BOSSPULSA.COM, Yogyakarta – Keputusan besar di dunia balap MotoGP akhirnya terkonfirmasi. Joan Mir, mantan Juara Dunia MotoGP, secara resmi mengumumkan kepindahannya dari tim Repsol Honda setelah empat musim yang penuh tantangan. Mulai musim 2027, Mir akan mengenakan seragam biru-hitam khas tim Gresini Racing, sebuah langkah yang menandai era baru dalam kariernya. Kepindahan ini bukan hanya sekadar pergantian tim, tetapi juga peralihan signifikan ke mesin Ducati yang selama ini dikenal sangat kompetitif.
Kepastian ini datang langsung dari kubu Gresini Racing, yang dengan bangga mengumumkan susunan pembalap mereka untuk musim 2027. Joan Mir, yang sebelumnya berjuang dengan motor RC213V Honda, kini akan mengendalikan mesin Ducati Desmosedici GP. Yang lebih menarik, Mir akan mendapatkan spesifikasi motor pabrikan yang setara dengan yang digunakan oleh tim pabrikan Ducati Lenovo, termasuk yang akan ditunggangi oleh legenda seperti Marc Marquez dan talenta muda menjanjikan Pedro Acosta. Ini menunjukkan kepercayaan penuh Gresini Racing terhadap potensi Mir untuk kembali bersaing di barisan terdepan.
Perjalanan Joan Mir di kancah MotoGP memang tidak bisa dianggap remeh. Pebalap asal Spanyol yang kini berusia 28 tahun ini telah mengukir sejarah dengan meraih 15 podium sepanjang kariernya. Puncak prestasinya adalah gelar juara dunia MotoGP pada tahun 2020, sebuah pencapaian luar biasa yang membuktikan bakat dan determinasi luar biasanya. Selain itu, ia juga berhasil finis di tiga besar klasemen kejuaraan pada musim 2021, menunjukkan konsistensinya sebagai salah satu pembalap top.
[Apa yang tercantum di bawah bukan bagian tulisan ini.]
use std::{fmt, str::FromStr};

use serde::{Deserialize, Serialize};

use crate::ModelError;

/// Size classes measured by a full run, smallest first.
pub const DEFAULT_SIZE_CLASSES: &[&str] = &[
    "10kb", "50kb", "100kb", "500kb", "1000kb", "1500kb", "5000kb", "10000kb", "15000kb",
];

/// Named fixture-pair bucket (e.g. `"10kb"`).
///
/// The name is used verbatim in fixture and output file names, so it may not be empty
/// and may not contain path separators.
#[derive(Debug, Clone, PartialEq, Eq, Hash, Serialize, Deserialize)]
#[serde(try_from = "String", into = "String")]
pub struct PayloadSizeClass(String);

impl PayloadSizeClass {
    pub fn new(name: impl Into<String>) -> Result<Self, ModelError> {
        let name = name.into();
        let trimmed = name.trim();
        if trimmed.is_empty() {
            return Err(ModelError::EmptySizeClass);
        }
        if trimmed.contains(['/', '\\']) || trimmed == "." || trimmed == ".." {
            return Err(ModelError::InvalidSizeClass(name));
        }
        Ok(Self(trimmed.to_string()))
    }

    pub fn as_str(&self) -> &str {
        &self.0
    }

    /// All [`DEFAULT_SIZE_CLASSES`] in order.
    pub fn defaults() -> Vec<PayloadSizeClass> {
        DEFAULT_SIZE_CLASSES
            .iter()
            .map(|s| PayloadSizeClass(s.to_string()))
            .collect()
    }
}

impl fmt::Display for PayloadSizeClass {
    fn fmt(&self, f: &mut fmt::Formatter<'_>) -> fmt::Result {
        f.write_str(&self.0)
    }
}

impl FromStr for PayloadSizeClass {
    type Err = ModelError;

    fn from_str(s: &str) -> Result<Self, Self::Err> {
        Self::new(s)
    }
}

impl TryFrom<String> for PayloadSizeClass {
    type Error = ModelError;

    fn try_from(value: String) -> Result<Self, Self::Error> {
        Self::new(value)
    }
}

impl From<PayloadSizeClass> for String {
    fn from(value: PayloadSizeClass) -> Self {
        value.0
    }
}

#[cfg(test)]
mod tests {
    use super::*;

    #[test]
    fn parse_trims_whitespace() {
        let size: PayloadSizeClass = " 10kb ".parse().unwrap();
        assert_eq!(size.as_str(), "10kb");
    }

    #[test]
    fn rejects_empty_and_paths() {
        assert_eq!(PayloadSizeClass::new("  "), Err(ModelError::EmptySizeClass));
        assert!(matches!(
            PayloadSizeClass::new("../etc"),
            Err(ModelError::InvalidSizeClass(_))
        ));
        assert!(PayloadSizeClass::new("..").is_err());
    }

    #[test]
    fn defaults_are_ordered() {
        let sizes = PayloadSizeClass::defaults();
        assert_eq!(sizes.len(), 9);
        assert_eq!(sizes[0].as_str(), "10kb");
        assert_eq!(sizes[8].as_str(), "15000kb");
    }

    #[test]
    fn serde_as_plain_string() {
        let size = PayloadSizeClass::new("50kb").unwrap();
        let json = serde_json::to_string(&size).unwrap();
        assert_eq!(json, r#""50kb""#);

        let bad: Result<PayloadSizeClass, _> = serde_json::from_str(r#""""#);
        assert!(bad.is_err());
    }
}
Kepindahannya ke Ducati, sebuah motor yang dikenal memiliki performa superior dan kemampuan beradaptasi yang baik, diharapkan dapat membangkitkan kembali performa terbaiknya dan membawanya kembali ke persaingan gelar juara.
Bukan hanya Joan Mir yang akan meramaikan garasi Gresini Racing di musim 2027. Tim ini juga dengan antusias menyambut kehadiran Daniel Holgado, seorang pembalap muda yang sedang naik daun dari kelas Moto2. Holgado, yang saat ini memperkuat tim CFMOTO Aspar di kelas Moto2, digadang-gadang sebagai salah satu talenta paling menjanjikan di masa depan. Prestasinya di Moto2 sudah cukup mencuri perhatian. Pada musim 2025, ia dinobatkan sebagai Rookie of the Year, sebuah bukti awal kemampuannya yang luar biasa. Ia berhasil mengumpulkan lima podium, termasuk dua kemenangan, dan mengakhiri musim di posisi keenam klasemen keseluruhan.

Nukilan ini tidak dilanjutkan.